Le début de la rencontre conforte les Interistes dans la conquête de leur troisième Ligue des champions. Les plans d’Helenio Herrera semblent fonctionner à merveille, puisque Mazzola transforme un penalty logique dès la 7e minute de jeu. Dès lors, la suite de la rencontre sera intégralement à l’avantage des Bhoys. « C’est peut-être la meilleure chose qui pouvait nous arriver, avoue McNeill. Après ce but, il n’y avait plus aucun calcul à faire, il fallait obligatoirement marquer. » Réaliste, Mazolla analyse la déroute tactique de l’Inter lors de cette nuit lisboète. « On a été mis sous pression, surtout en deuxième période, et le match ne s’est joué que sur une seule cage : la nôtre.
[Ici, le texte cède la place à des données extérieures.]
pub mod help_overlay;
pub mod history;
pub mod log_panel;
pub mod now_playing;
pub mod plugins_dialog;
pub mod preferences_dialog;
pub mod search_dialog;
pub mod stations_popover;
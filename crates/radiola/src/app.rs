//! App: the terminal main window and its event loop.
//!
//! - `App` owns every component and the `AppState` they read from.
//! - A `tokio::mpsc` channel carries `AppMessage`s in from background tasks:
//!   terminal input, window events, window requests and worker results.
//! - Components return `Vec<Action>`; the App dispatches each one.
//! - Playback goes through the shared `Window` handle, exactly like plugins.

use std::collections::VecDeque;
use std::io::{self, Stdout, Write};
use std::time::Duration;

use ratatui::crossterm::{
    event::{
        self, DisableFocusChange, DisableMouseCapture, EnableFocusChange, EnableMouseCapture,
        Event, KeyCode, KeyEvent, KeyEventKind, KeyModifiers, MouseEvent,
    },
    execute,
    terminal::{disable_raw_mode, enable_raw_mode, EnterAlternateScreen, LeaveAlternateScreen},
};
use ratatui::{
    backend::CrosstermBackend,
    layout::{Constraint, Direction, Layout, Position, Rect},
    widgets::Block,
    Terminal,
};
use tokio::sync::{broadcast, mpsc};
use tracing::{debug, info, warn};

use radiola_core::protocol::PlayerState;
use radiola_core::worker::Worker;

use crate::{
    action::{Action, ComponentId, Overlay},
    app_state::{AppState, PluginRow},
    component::Component,
    components::{
        help_overlay::HelpOverlay, history::History, log_panel::LogPanel,
        now_playing::NowPlaying, plugins_dialog::PluginsDialog,
        preferences_dialog::PreferencesDialog, search_dialog::SearchDialog,
        stations_popover::StationsPopover,
    },
    plugin::PluginManager,
    search::{DirectoryClient, SearchResult},
    theme::C_BG,
    widgets::{status_bar, toast::ToastManager},
    window::{Window, WindowEvent, WindowRequest},
};

type Tui = Terminal<CrosstermBackend<Stdout>>;

const NOW_PLAYING_HEIGHT: u16 = 10;
const LOG_PANEL_HEIGHT: u16 = 10;
const VOLUME_STEP: f64 = 0.05;
//! Single-line text entry built on tui-input, used by the stations popover
//! and the search dialog.

use ratatui::crossterm::event::{Event, KeyCode, KeyEvent};
use ratatui::{
    layout::Rect,
    style::Style,
    text::{Line, Span},
    widgets::Paragraph,
    Frame,
};
use tui_input::{backend::crossterm::EventHandler, Input};

use crate::theme::{C_FILTER_BG, C_FILTER_FG, C_MUTED};

#[derive(Debug, PartialEq)]
pub enum InputAction {
    Changed(String),
    Confirmed,
    Cancelled,
    /// Key consumed without changing the text (cursor movement).
    None,
}

pub struct FilterInput {
    input: Input,
    prompt: &'static str,
    placeholder: String,
}

impl FilterInput {
    pub fn new(prompt: &'static str, placeholder: impl Into<String>) -> Self {
        Self {
            input: Input::default(),
            prompt,
            placeholder: placeholder.into(),
        }
    }

    pub fn clear(&mut self) {
        self.input = Input::default();
    }

    pub fn text(&self) -> &str {
        self.input.value()
    }

    /// Esc clears the text first and cancels only when already empty.
    pub fn handle_key(&mut self, key: KeyEvent) -> InputAction {
        match key.code {
            KeyCode::Esc => {
                if self.input.value().is_empty() {
                    InputAction::Cancelled
                } else {
                    self.clear();
                    InputAction::Changed(String::new())
                }
            }
            KeyCode::Enter => InputAction::Confirmed,
            _ => {
                let before = self.input.value().to_string();
                self.input.handle_event(&Event::Key(key));
                if self.input.value() == before {
                    InputAction::None
                } else {
                    InputAction::Changed(self.input.value().to_string())
                }
            }
        }
    }

    pub fn draw(&self, frame: &mut Frame, area: Rect, focused: bool) {
        let prefix_w = self.prompt.chars().count() + 1;
        let scroll = self
            .input
            .visual_scroll((area.width as usize).saturating_sub(prefix_w + 1));
        let value = self.input.value();
        let display = if value.is_empty() {
            Span::styled(
                format!("{} {}", self.prompt, self.placeholder),
                Style::default().fg(C_MUTED),
            )
        } else {
            let visible: String = value.chars().skip(scroll).collect();
            Span::styled(
                format!("{} {}", self.prompt, visible),
                Style::default().fg(C_FILTER_FG),
            )
        };
        frame.render_widget(
            Paragraph::new(Line::from(vec![display])).style(Style::default().bg(C_FILTER_BG)),
            area,
        );

        if focused && area.width > 0 {
            let cursor_x = area.x + (prefix_w + self.input.visual_cursor() - scroll) as u16;
            frame.set_cursor_position((cursor_x.min(area.x + area.width - 1), area.y));
        }
    }
}

#[cfg(test)]
mod tests {
    use super::*;
    use ratatui::crossterm::event::KeyModifiers;

    fn key(code: KeyCode) -> KeyEvent {
        KeyEvent::new(code, KeyModifiers::NONE)
    }

    #[test]
    fn typing_reports_changes_and_esc_clears_then_cancels() {
        let mut input = FilterInput::new("/", "filter");
        assert_eq!(
            input.handle_key(key(KeyCode::Char('a'))),
            InputAction::Changed("a".into())
        );
        assert_eq!(input.handle_key(key(KeyCode::Left)), InputAction::None);
        assert_eq!(
            input.handle_key(key(KeyCode::Esc)),
            InputAction::Changed(String::new())
        );
        assert!(input.text().is_empty());
        assert_eq!(input.handle_key(key(KeyCode::Esc)), InputAction::Cancelled);
        assert_eq!(input.handle_key(key(KeyCode::Enter)), InputAction::Confirmed);
    }
}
Eux, ils jouaient avec une variante offensive du classique 4-4-2 anglo-saxon, parce que leurs deux ailiers – Johnstone à droite et Lennox à gauche – jouaient véritablement comme des attaquants extérieurs. Du coup, Burgnich et Facchetti étaient sans cesse agressés par leur vitesse. Giacinto, qui représentait à l’époque notre attaquant-milieu-ailier-latéral, n’a pas pu monter une seule fois dans la moitié adverse. Ils avaient tout le temps le ballon. » L’Inter se retrouve enfermée dans une cage en compagnie de fauves affamés.

La der’ du Mage

Au coup de sifflet final, les Lions de Lisbonne terrassent le modèle tactique de ces dernières années, les héros se nomment Tommie Gemmell et Stevie Chalmers. L’Inter, elle, attendra 2010 pour soulever à nouveau la coupe aux grandes oreilles, au grand dam de Burgnich. « La vérité, c’est que Luis Suárez était blessé pour la rencontre. C’était lui, l’homme qui faisait la différence dans notre jeu, c’était notre arme en plus. Il lançait nos contre-attaques, il conservait le ballon, il donnait de la couleur à notre jeu. On a ouvert le score, mais sans lui, c’était très difficile de sortir de notre propre camp. Et leur ailier droit, Johnstone, il nous faisait des dribbles extraordinaires… On s’est fait assiéger. » Tandis que les Écossais sont portés en triomphe jusqu’à Glasgow et réalisent un triplé inédit Coupe d’Europe-championnat-coupe nationale, le Mundo Deportivo voit dans ce succès du Celtic la fin du règne de la stratégie défensive. « C’était inévitable. Tôt ou tard, l’Inter d’Herrera, celle du catenaccio et des victoires courtes, devait payer le prix de son refus de jouer un football divertissant. » Icône du club, le Mage Helenio terminera sa dolce vita milanaise l’année suivante, et son empreinte restera à jamais ancrée dans le football italien. Euphorique, le Celtic gardera cette date comme sa parole d’évangile. C’était la victoire d’un autre temps. C’était en 1967.